The Wisdom Teeth Extraction Update

June 23

My teeth were fine! Not impacted and fit nicely.
At least one had a cavity…but still society wanted them removed.
Arrived early, no ketamine, done all 4 in about 20 minutes.
I got four shots of novacain, though.
Had a bit of a panic attack. No pain.
Forgot to ask for them back….for display.
Society won, and now i got four more holes in my head.

I need other people because…

This is a very hard topic to answer because i simply don’t care. It is easy to not care most of the time because most of the adults in my family either don’t know, ignore the signs, or allow themselves to enable my worst problems to avoid problems. I ignore most external sources, even my fav actors.

I’ve been spoiled for choice (not monetary) on most things in my life. Since my choices are watch tv, sleep, eat, and other bare essentials, it’s not much of a life. Since i have lost a sense of self, or deconstructed it that far, i lost most motivations for anything else. The most i know about myself is that i have an ISTP personality.

The significant needs were ususally ‘handled’, and if i have to participate i feel very detached about the event. I constantly need reminders and i’m terrible at contingency plans on my priorities.

I need people to help me with personal growth on my strength and weaknesses, so that i can make the right decisions and find the strength to take action. In fact, i need to start from scratch. Logically i am depressed about all this because i fear i am not up to the task. I am old enough to understand, but i dont care. There is no trust because i dont want to look for it. I have more trust in fictional characters because they don’t give me grief.

!!!!!!!!!!!!!!!!!!!!!!!!!!!!!!!!!!!!!!!!!!!!!!!!!!!!!!!!!!!!!!!!!!!!!!!!!!!

The Wisdom Teeth Extraction

So my dentist says it’s time to extract the little buggers.

There’s NOTHING wrong with them except a little tissue overlap and small cavities in the bottom 2 that could be taken care of easily (?)……..

I have yet to talk to the surgeons, but if i have to, i want to be fully knocked out.

I’m reading the webmd info again.
Should they be removed?

Oral Surgery

since i have a few followers, what was your experience?

How will you change that one thing about yourself that drives you nuts?

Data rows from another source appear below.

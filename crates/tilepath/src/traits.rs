use tilepath_core::Point;

/// Per-query view of an in-progress search, handed to every [`TileMap`] call.
///
/// A fresh context is built for each map query, so the finder itself keeps
/// no per-call state between searches.
#[derive(Debug)]
pub struct SearchContext<'a, M: ?Sized> {
    mover: &'a M,
    source: Point,
    search_distance: usize,
}

impl<M: ?Sized> Clone for SearchContext<'_, M> {
    fn clone(&self) -> Self {
        *self
    }
}

impl<M: ?Sized> Copy for SearchContext<'_, M> {}

impl<'a, M: ?Sized> SearchContext<'a, M> {
    /// Create a context for a query made from `source`.
    pub fn new(mover: &'a M, source: Point, search_distance: usize) -> Self {
        Self {
            mover,
            source,
            search_distance,
        }
    }

    /// The entity being moved.
    #[inline]
    pub fn mover(&self) -> &'a M {
        self.mover
    }

    /// The tile the move under query starts from.
    #[inline]
    pub fn source(&self) -> Point {
        self.source
    }

    /// Depth of the node most recently taken from the open list.
    #[inline]
    pub fn search_distance(&self) -> usize {
        self.search_distance
    }
}

/// A tile map the path finder can search.
///
/// The map decides which tiles a mover may enter and what each step costs.
/// Coordinates passed to [`blocked`](Self::blocked) and [`cost`](Self::cost)
/// are always inside `width_in_tiles() × height_in_tiles()`.
pub trait TileMap {
    /// Opaque token identifying what is being moved.
    type Mover: ?Sized;

    fn width_in_tiles(&self) -> i32;

    fn height_in_tiles(&self) -> i32;

    /// Whether the mover may not step from `ctx.source()` onto `to`.
    fn blocked(&self, ctx: &SearchContext<'_, Self::Mover>, to: Point) -> bool;

    /// Cost of stepping from `ctx.source()` onto `to`. Must be non-negative.
    fn cost(&self, ctx: &SearchContext<'_, Self::Mover>, to: Point) -> f32;

    /// Called for every neighbour the finder evaluates. Useful for debugging
    /// and visualising how much of the map a search touched.
    fn visited(&self, _p: Point) {}
}

impl<T: TileMap + ?Sized> TileMap for &T {
    type Mover = T::Mover;

    fn width_in_tiles(&self) -> i32 {
        (**self).width_in_tiles()
    }

    fn height_in_tiles(&self) -> i32 {
        (**self).height_in_tiles()
    }

    fn blocked(&self, ctx: &SearchContext<'_, Self::Mover>, to: Point) -> bool {
        (**self).blocked(ctx, to)
    }

    fn cost(&self, ctx: &SearchContext<'_, Self::Mover>, to: Point) -> f32 {
        (**self).cost(ctx, to)
    }

    fn visited(&self, p: Point) {
        (**self).visited(p)
    }
}
//! Grid metrics used by the built-in heuristics.

use tilepath_core::Point;

#[inline]
fn delta(a: Point, b: Point) -> (i32, i32) {
    let d = b - a;
    (d.x.abs(), d.y.abs())
}

/// Steps between two tiles when only orthogonal moves are allowed.
#[inline]
pub fn manhattan(a: Point, b: Point) -> i32 {
    let (dx, dy) = delta(a, b);
    dx + dy
}

/// Square of the straight-line distance.
#[inline]
pub fn euclidean_squared(a: Point, b: Point) -> f32 {
    let (dx, dy) = delta(a, b);
    (dx * dx + dy * dy) as f32
}

/// Straight-line distance between tile centres.
#[inline]
pub fn euclidean(a: Point, b: Point) -> f32 {
    euclidean_squared(a, b).sqrt()
}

the way i collect all my anxiety – it makes my back hurt.

“Try to make sure you get some quality time to yourself today, Libra. Your nature is one that thrives on intense thought, creativity, sexuality, and emotion. Without adequate time alone in a space that’s comfortable for you, you may begin to feel worn out. Such things as irritability or withdrawal can be strong indicators that it’s high time you were alone with yourself. Make some plans for this today.”

i need to get away and meditate or something before i have a panic attack
then i need to finish the things that screw with me

Where do you find creative inspiration?

i get the best inspiration from memes, topic ideas, fanfiction, and TV.

Ooh and fav actors XD



since my livestreams provided me with nothing – such is the Great YouTube!

edit: they cut out his last line, it was so sweet. Here is the Daily Motion for the full version

Close your eyes and write about what immediately pops into your head: Sadness

The current actor i am living vicariously through because i wish to escape reality.

Recently the length of Fangirling time has shortened with each new actor because i have the guilts for not being more useful in my life. I don’t know how long this one is going to last, but there will probably be someone new in six months; no matter how loyal i am or if they have new eps and interviews.

Then i think about writing a story with the character(s) they play. I haven’t written any fanfics since 1998+ and X Files. i have a few prompts, but i haven’t got the time to flesh them out or find a regular writer to adopt the plot bunny. however if i got an ff.net account…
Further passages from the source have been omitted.